Given records Start Marker

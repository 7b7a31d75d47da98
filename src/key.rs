use bon::Builder;
use const_oid::ObjectIdentifier;
use const_oid::db::rfc5912::{ID_EC_PUBLIC_KEY, RSA_ENCRYPTION, SECP_256_R_1, SECP_384_R_1};
use der::Encode;
use der::flagset::{FlagSet, flags};
use ecdsa::signature::hazmat::{PrehashSigner, PrehashVerifier};
use p256::ecdsa::{
    Signature as P256Signature, SigningKey as P256SigningKey, VerifyingKey as P256VerifyingKey,
};
use p384::ecdsa::{
    Signature as P384Signature, SigningKey as P384SigningKey, VerifyingKey as P384VerifyingKey,
};
use pkcs8::DecodePublicKey;
use rand_core::OsRng;
use rsa::{Pkcs1v15Sign, RsaPrivateKey, RsaPublicKey};
use sha1::Sha1;
use sha2::{Digest, Sha256, Sha384, Sha512};
use x509_cert::spki::SubjectPublicKeyInfoOwned;

use crate::cert::SignatureAlgorithm;
use crate::error::{PartialCertError, Result};

/// Algorithm family of a key, as a TPM reports it in its public area.
#[derive(Debug, Clone, Copy, PartialEq, Eq, Hash)]
pub enum KeyType {
    Rsa,
    Ecc,
    KeyedHash,
    SymCipher,
}

/// Digest algorithms a key's signing scheme may name.
#[derive(Debug, Clone, Copy, PartialEq, Eq, Hash)]
pub enum DigestAlgorithm {
    Sha1,
    Sha256,
    Sha384,
    Sha512,
    /// Valid TPM scheme hash without an X.509 signature algorithm.
    Sm3_256,
}

impl DigestAlgorithm {
    /// Hashes `message`.
    ///
    /// SM3-256 is recognized so it can be reported, but it cannot be computed here.
    pub fn digest(&self, message: &[u8]) -> Result<Vec<u8>> {
        match self {
            DigestAlgorithm::Sha1 => Ok(Sha1::digest(message).to_vec()),
            DigestAlgorithm::Sha256 => Ok(Sha256::digest(message).to_vec()),
            DigestAlgorithm::Sha384 => Ok(Sha384::digest(message).to_vec()),
            DigestAlgorithm::Sha512 => Ok(Sha512::digest(message).to_vec()),
            DigestAlgorithm::Sm3_256 => Err(PartialCertError::UnsupportedSignatureAlgorithm(
                "SM3-256 digests are not available".to_string(),
            )),
        }
    }

    fn pkcs1v15(&self) -> Result<Pkcs1v15Sign> {
        match self {
            DigestAlgorithm::Sha1 => Ok(Pkcs1v15Sign::new::<Sha1>()),
            DigestAlgorithm::Sha256 => Ok(Pkcs1v15Sign::new::<Sha256>()),
            DigestAlgorithm::Sha384 => Ok(Pkcs1v15Sign::new::<Sha384>()),
            DigestAlgorithm::Sha512 => Ok(Pkcs1v15Sign::new::<Sha512>()),
            DigestAlgorithm::Sm3_256 => Err(PartialCertError::UnsupportedSignatureAlgorithm(
                "RSASSA-PKCS1-v1_5 with SM3-256".to_string(),
            )),
        }
    }
}

flags! {
    /// Object attribute bits (TPMA_OBJECT) describing what a key may be used for.
    pub enum KeyCapability: u32 {
        FixedTpm = 1 << 1,
        StClear = 1 << 2,
        FixedParent = 1 << 4,
        SensitiveDataOrigin = 1 << 5,
        UserWithAuth = 1 << 6,
        AdminWithPolicy = 1 << 7,
        NoDa = 1 << 10,
        EncryptedDuplication = 1 << 11,
        Restricted = 1 << 16,
        Decrypt = 1 << 17,
        Sign = 1 << 18,
    }
}

impl KeyCapability {
    /// Builds a capability set from a raw attribute word, dropping reserved bits.
    pub fn from_bits(bits: u32) -> FlagSet<KeyCapability> {
        FlagSet::new_truncated(bits)
    }
}

/// What the caller knows about the key being certified.
///
/// # Fields
/// * `key_type` - The key's algorithm family.
/// * `capabilities` - The key's object attributes.
/// * `hash` - The digest named by the key's signing scheme, if the key carries one.
#[derive(Clone, Copy, Debug, PartialEq, Eq, Builder)]
pub struct KeyDescriptor {
    pub key_type: KeyType,
    #[builder(default)]
    pub capabilities: FlagSet<KeyCapability>,
    pub hash: Option<DigestAlgorithm>,
}

impl KeyDescriptor {
    /// Returns the digest this key signs with.
    ///
    /// Asymmetric keys without an explicit scheme sign with SHA-256; other key
    /// types only report a digest when their scheme names one.
    pub fn scheme_hash(&self) -> Option<DigestAlgorithm> {
        match self.key_type {
            KeyType::Rsa | KeyType::Ecc => Some(self.hash.unwrap_or(DigestAlgorithm::Sha256)),
            KeyType::KeyedHash | KeyType::SymCipher => self.hash,
        }
    }
}

/// Supported key pairs for signing certificates.
#[derive(Clone, Debug)]
pub enum KeyPair {
    Rsa {
        private: Box<RsaPrivateKey>,
        public: RsaPublicKey,
    },
    EcdsaP256 {
        signing_key: P256SigningKey,
        verifying_key: P256VerifyingKey,
    },
    EcdsaP384 {
        signing_key: P384SigningKey,
        verifying_key: P384VerifyingKey,
    },
}

impl KeyPair {
    /// Generate an RSA key pair with the specified number of bits.
    pub fn generate_rsa(bits: usize) -> Result<Self> {
        let private = RsaPrivateKey::new(&mut OsRng, bits)
            .map_err(|e| PartialCertError::KeyError(e.to_string()))?;
        let public = RsaPublicKey::from(&private);
        Ok(KeyPair::Rsa {
            private: Box::new(private),
            public,
        })
    }

    /// Generate an ECDSA P-256 key pair.
    pub fn generate_ecdsa_p256() -> Self {
        let signing_key = P256SigningKey::random(&mut OsRng);
        let verifying_key = *signing_key.verifying_key();
        KeyPair::EcdsaP256 {
            signing_key,
            verifying_key,
        }
    }

    /// Generate an ECDSA P-384 key pair.
    pub fn generate_ecdsa_p384() -> Self {
        let signing_key = P384SigningKey::random(&mut OsRng);
        let verifying_key = *signing_key.verifying_key();
        KeyPair::EcdsaP384 {
            signing_key,
            verifying_key,
        }
    }

    pub fn key_type(&self) -> KeyType {
        match self {
            KeyPair::Rsa { .. } => KeyType::Rsa,
            KeyPair::EcdsaP256 { .. } | KeyPair::EcdsaP384 { .. } => KeyType::Ecc,
        }
    }

    pub fn public_key(&self) -> PublicKey {
        match self {
            KeyPair::Rsa { public, .. } => PublicKey::Rsa(public.clone()),
            KeyPair::EcdsaP256 { verifying_key, .. } => PublicKey::EcdsaP256(*verifying_key),
            KeyPair::EcdsaP384 { verifying_key, .. } => PublicKey::EcdsaP384(*verifying_key),
        }
    }
}

/// Public half of a supported key.
#[derive(Clone, Debug, PartialEq)]
pub enum PublicKey {
    Rsa(RsaPublicKey),
    EcdsaP256(P256VerifyingKey),
    EcdsaP384(P384VerifyingKey),
}

impl PublicKey {
    pub fn key_type(&self) -> KeyType {
        match self {
            PublicKey::Rsa(_) => KeyType::Rsa,
            PublicKey::EcdsaP256(_) | PublicKey::EcdsaP384(_) => KeyType::Ecc,
        }
    }

    /// Encodes the key as a SubjectPublicKeyInfo.
    pub fn to_spki(&self) -> Result<SubjectPublicKeyInfoOwned> {
        let spki = match self {
            PublicKey::Rsa(public) => SubjectPublicKeyInfoOwned::from_key(public.clone())?,
            PublicKey::EcdsaP256(verifying_key) => {
                SubjectPublicKeyInfoOwned::from_key(*verifying_key)?
            }
            PublicKey::EcdsaP384(verifying_key) => {
                SubjectPublicKeyInfoOwned::from_key(*verifying_key)?
            }
        };
        Ok(spki)
    }

    /// Recovers a key from a SubjectPublicKeyInfo.
    pub fn from_spki(spki: &SubjectPublicKeyInfoOwned) -> Result<Self> {
        let der = spki.to_der()?;
        match spki.algorithm.oid {
            RSA_ENCRYPTION => Ok(PublicKey::Rsa(RsaPublicKey::from_public_key_der(&der)?)),
            ID_EC_PUBLIC_KEY => {
                let curve = spki
                    .algorithm
                    .parameters
                    .as_ref()
                    .ok_or_else(|| PartialCertError::KeyError("EC key without curve".to_string()))?
                    .decode_as::<ObjectIdentifier>()
                    .map_err(|e| PartialCertError::KeyError(e.to_string()))?;
                match curve {
                    SECP_256_R_1 => Ok(PublicKey::EcdsaP256(
                        P256VerifyingKey::from_public_key_der(&der)?,
                    )),
                    SECP_384_R_1 => Ok(PublicKey::EcdsaP384(
                        P384VerifyingKey::from_public_key_der(&der)?,
                    )),
                    other => Err(PartialCertError::KeyError(format!(
                        "unsupported curve {other}"
                    ))),
                }
            }
            other => Err(PartialCertError::KeyError(format!(
                "unsupported public key algorithm {other}"
            ))),
        }
    }
}

/// Produces signatures for a given signature algorithm.
pub trait SignatureEngine {
    /// Signs `message`, returning the signature in its X.509 BIT STRING payload form.
    fn sign(&self, algorithm: SignatureAlgorithm, message: &[u8]) -> Result<Vec<u8>>;
}

/// Checks signatures for a given signature algorithm.
pub trait SignatureVerifier {
    fn verify(&self, algorithm: SignatureAlgorithm, message: &[u8], signature: &[u8])
    -> Result<()>;
}

fn check_key_type(algorithm: SignatureAlgorithm, key_type: KeyType) -> Result<()> {
    if algorithm.key_type() != key_type {
        return Err(PartialCertError::InvalidInput(format!(
            "{algorithm:?} cannot be used with a {key_type:?} key"
        )));
    }
    Ok(())
}

/// ECDSA signs a prehash no shorter than half the curve's field size.
fn check_prehash_len(
    curve: &str,
    field_len: usize,
    digest: DigestAlgorithm,
    prehash: &[u8],
) -> Result<()> {
    if prehash.len() < field_len / 2 {
        return Err(PartialCertError::InvalidInput(format!(
            "ECDSA on {curve} cannot sign a {digest:?} digest: {} bytes is shorter than half the {field_len}-byte field",
            prehash.len()
        )));
    }
    Ok(())
}

impl SignatureEngine for KeyPair {
    fn sign(&self, algorithm: SignatureAlgorithm, message: &[u8]) -> Result<Vec<u8>> {
        check_key_type(algorithm, self.key_type())?;
        let prehash = algorithm.digest().digest(message)?;
        match self {
            KeyPair::Rsa { private, .. } => {
                Ok(private.sign(algorithm.digest().pkcs1v15()?, &prehash)?)
            }
            KeyPair::EcdsaP256 { signing_key, .. } => {
                check_prehash_len("P-256", 32, algorithm.digest(), &prehash)?;
                let signature: P256Signature = signing_key.sign_prehash(&prehash)?;
                Ok(signature.to_der().as_bytes().to_vec())
            }
            KeyPair::EcdsaP384 { signing_key, .. } => {
                check_prehash_len("P-384", 48, algorithm.digest(), &prehash)?;
                let signature: P384Signature = signing_key.sign_prehash(&prehash)?;
                Ok(signature.to_der().as_bytes().to_vec())
            }
        }
    }
}

impl SignatureVerifier for PublicKey {
    fn verify(
        &self,
        algorithm: SignatureAlgorithm,
        message: &[u8],
        signature: &[u8],
    ) -> Result<()> {
        check_key_type(algorithm, self.key_type())?;
        let prehash = algorithm.digest().digest(message)?;
        match self {
            PublicKey::Rsa(public) => {
                Ok(public.verify(algorithm.digest().pkcs1v15()?, &prehash, signature)?)
            }
            PublicKey::EcdsaP256(verifying_key) => {
                let signature = P256Signature::from_der(signature)?;
                Ok(verifying_key.verify_prehash(&prehash, &signature)?)
            }
            PublicKey::EcdsaP384(verifying_key) => {
                let signature = P384Signature::from_der(signature)?;
                Ok(verifying_key.verify_prehash(&prehash, &signature)?)
            }
        }
    }
}

#[cfg(test)]
mod tests {
    use super::*;

    #[test]
    fn test_capabilities_from_raw_attributes() {
        // fixedTPM | fixedParent | sensitiveDataOrigin | userWithAuth | sign, plus a reserved bit
        let caps = KeyCapability::from_bits(0x0004_0072 | 1 << 30);
        assert!(caps.contains(KeyCapability::Sign));
        assert!(caps.contains(KeyCapability::FixedTpm));
        assert!(!caps.contains(KeyCapability::Decrypt));
        assert_eq!(caps.bits(), 0x0004_0072);
    }

    #[test]
    fn test_scheme_hash_defaults() {
        let rsa = KeyDescriptor::builder().key_type(KeyType::Rsa).build();
        assert_eq!(rsa.scheme_hash(), Some(DigestAlgorithm::Sha256));

        let ecc = KeyDescriptor::builder()
            .key_type(KeyType::Ecc)
            .hash(DigestAlgorithm::Sha384)
            .build();
        assert_eq!(ecc.scheme_hash(), Some(DigestAlgorithm::Sha384));

        let hmac = KeyDescriptor::builder().key_type(KeyType::KeyedHash).build();
        assert_eq!(hmac.scheme_hash(), None);
    }

    #[test]
    fn test_spki_round_trip_p384() {
        let key = KeyPair::generate_ecdsa_p384().public_key();
        let spki = key.to_spki().unwrap();
        assert_eq!(PublicKey::from_spki(&spki).unwrap(), key);
    }

    #[test]
    fn test_sign_and_verify_ecdsa() {
        let key = KeyPair::generate_ecdsa_p256();
        let message = b"to be signed";
        for algorithm in [
            SignatureAlgorithm::Sha1WithECDSA,
            SignatureAlgorithm::Sha256WithECDSA,
            SignatureAlgorithm::Sha512WithECDSA,
        ] {
            let signature = key.sign(algorithm, message).unwrap();
            key.public_key()
                .verify(algorithm, message, &signature)
                .unwrap();
            assert!(
                key.public_key()
                    .verify(algorithm, b"something else", &signature)
                    .is_err()
            );
        }
    }

    #[test]
    fn test_p384_rejects_sha1() {
        let key = KeyPair::generate_ecdsa_p384();
        let err = key
            .sign(SignatureAlgorithm::Sha1WithECDSA, b"to be signed")
            .unwrap_err();
        assert!(
            matches!(&err, PartialCertError::InvalidInput(msg) if msg.contains("P-384") && msg.contains("Sha1")),
            "{err}"
        );

        let signature = key
            .sign(SignatureAlgorithm::Sha256WithECDSA, b"to be signed")
            .unwrap();
        key.public_key()
            .verify(SignatureAlgorithm::Sha256WithECDSA, b"to be signed", &signature)
            .unwrap();
    }

    #[test]
    fn test_sign_rejects_mismatched_key_type() {
        let key = KeyPair::generate_ecdsa_p256();
        let err = key.sign(SignatureAlgorithm::Sha256WithRSA, b"data").unwrap_err();
        assert!(matches!(err, PartialCertError::InvalidInput(_)));
    }
}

Given records End Marker

(Task details): Return, word for word, the lines of the data above from the line with "impl SignatureVerifier for" through the line with "a reserved bit", inclusive.

(Task solution):
impl SignatureVerifier for PublicKey {
    fn verify(
        &self,
        algorithm: SignatureAlgorithm,
        message: &[u8],
        signature: &[u8],
    ) -> Result<()> {
        check_key_type(algorithm, self.key_type())?;
        let prehash = algorithm.digest().digest(message)?;
        match self {
            PublicKey::Rsa(public) => {
                Ok(public.verify(algorithm.digest().pkcs1v15()?, &prehash, signature)?)
            }
            PublicKey::EcdsaP256(verifying_key) => {
                let signature = P256Signature::from_der(signature)?;
                Ok(verifying_key.verify_prehash(&prehash, &signature)?)
            }
            PublicKey::EcdsaP384(verifying_key) => {
                let signature = P384Signature::from_der(signature)?;
                Ok(verifying_key.verify_prehash(&prehash, &signature)?)
            }
        }
    }
}

#[cfg(test)]
mod tests {
    use super::*;

    #[test]
    fn test_capabilities_from_raw_attributes() {
        // fixedTPM | fixedParent | sensitiveDataOrigin | userWithAuth | sign, plus a reserved bit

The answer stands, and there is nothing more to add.